Le prince tressaillit. Quelques instants auparavant, il avait songé à acheter cette femme qui avait été sa maîtresse. Il avait espéré même pouvoir le faire en restant dans la coullisse, sans remuer de cendres, et par l’intermédiaire de Peyrolles. Il avait cru que cette petite âme légère, cette tête qu’il supposait vide, pouvait être façonnée pour la trahison sans qu’elle fît un retour sur le passé, sans même qu’elle voulût le revoir lui-même. La première fois qu’il avait acheté son corps, elle avait accepté sans rien voir, sans rien discuter… Serait-ce donc autre chose, maintenant qu’il s’agissait seulement de sa conscience ?

Devant son impensabilité elle reprit très bas, mais d’une voix sourde et énergique :

— Dans le chaton de cette bague, il y a une goutte de poison et ce poison posé sur les lèvres d’une femme suffirait à la tuer… Est-ce vrai ?

Gonzague se souvint enfin que Liane était le seul être humain auquel il eût révélé ce secret, et il répondit lentement :

— C’est vrai !

La petite baronne l’enveloppa d’un regard passionné en murmurant :

— Je suis à toi ! je n’ai jamais été qu’à toi ! et si tu me destinais ce poison, Philippe, je te dirais quand même : Je t’aime !
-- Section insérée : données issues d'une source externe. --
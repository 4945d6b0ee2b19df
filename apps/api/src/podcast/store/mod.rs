//! Episode Store: persistence of episodes and their owned key points / sources.
//!
//! Reads never fail from the caller's point of view: errors are logged and
//! reported as "no data", which the orchestrator treats as a cache miss.
//! Writes surface `StoreError`, since losing a generated episode silently
//! would throw away a costly oracle call.

use async_trait::async_trait;
use chrono::{DateTime, Utc};
use thiserror::Error;
use uuid::Uuid;

use crate::podcast::models::{AudioUpdate, Episode, NewEpisode};

#[cfg(test)]
pub mod memory;
pub mod postgres;

pub use postgres::PgEpisodeStore;

#[derive(Debug, Error)]
pub enum StoreError {
    #[error("{0} not found")]
    NotFound(String),

    #[error("Database error: {0}")]
    Database(#[from] sqlx::Error),
}

#[async_trait]
pub trait EpisodeStore: Send + Sync {
    /// Most recently created episode in `language` created within `window_days`.
    async fn find_recent_by_language(&self, language: &str, window_days: i64) -> Option<Episode>;

    /// Persists an episode with its key points (positions from 1) and sources.
    async fn create(&self, episode: NewEpisode) -> Result<Uuid, StoreError>;

    /// Writes the audio fields only. Absent url/duration/request id keep their value.
    async fn update_audio(&self, id: Uuid, update: AudioUpdate) -> Result<(), StoreError>;

    async fn find_by_request_id(&self, request_id: &str) -> Option<Episode>;

    /// Episodes created in `[start, end)`, newest first.
    async fn find_in_range(
        &self,
        start: DateTime<Utc>,
        end: DateTime<Utc>,
        language: Option<&str>,
    ) -> Vec<Episode>;

    /// Episodes created in the last `days`, newest first.
    async fn find_recent(&self, days: i64) -> Vec<Episode>;

    /// Retention sweep. Returns the number of deleted episodes.
    async fn delete_older_than(&self, days: i64) -> Result<u64, StoreError>;
}

/// Creation-time cutoff for "within the last `days`".
pub fn cutoff(now: DateTime<Utc>, days: i64) -> DateTime<Utc> {
    now - chrono::Duration::days(days.max(0))
}
//! Extractors whose rejections are reported as `AppError` JSON bodies.

use async_trait::async_trait;
use axum::{
    extract::{FromRequest, FromRequestParts, Query, Request},
    http::request::Parts,
    Json,
};
use serde::de::DeserializeOwned;

use crate::errors::AppError;

/// `Query<T>` that fails with `VALIDATION_ERROR` instead of a plain-text 400.
pub struct ApiQuery<T>(pub T);

#[async_trait]
impl<T, S> FromRequestParts<S> for ApiQuery<T>
where
    T: DeserializeOwned,
    S: Send + Sync,
{
    type Rejection = AppError;

    async fn from_request_parts(parts: &mut Parts, state: &S) -> Result<Self, Self::Rejection> {
        Query::<T>::from_request_parts(parts, state)
            .await
            .map(|Query(value)| ApiQuery(value))
            .map_err(|rejection| AppError::Validation(rejection.body_text()))
    }
}

/// `Json<T>` that fails with `VALIDATION_ERROR` instead of a plain-text 4xx.
pub struct ApiJson<T>(pub T);

#[async_trait]
impl<T, S> FromRequest<S> for ApiJson<T>
where
    T: DeserializeOwned,
    S: Send + Sync,
{
    type Rejection = AppError;

    async fn from_request(req: Request, state: &S) -> Result<Self, Self::Rejection> {
        Json::<T>::from_request(req, state)
            .await
            .map(|Json(value)| ApiJson(value))
            .map_err(|rejection| AppError::Validation(rejection.body_text()))
    }
}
Le prince s’inclina, jugeant que l’épreuve avait assez duré.

Il avait besoin de cette femme, elle se livrait pieds et poings liés, et le cœur avec. De celui-ci il se souciait peu ; il ne lui fallait qu’un instrument pour sa vengeance ; il le possédait, quitte à le briser plus tard.

La petite baronne avait peut-être vu l’avenir, songeant que le poison serait pour elle !

Il demanda très grave :

— Es-tu prête à m’obéir ?

— Jusqu’à la mort !

— Alors, viens ! dit-il en se levant.

Ils quittèrent le cabaret, Peyrolles les suivant ; mais en route Gonzague faisant glisser ses bagues au fond d’une de ses poches, se jura de n’en plus porter, puisqu’une seule avait suffi à le faire reconnaître.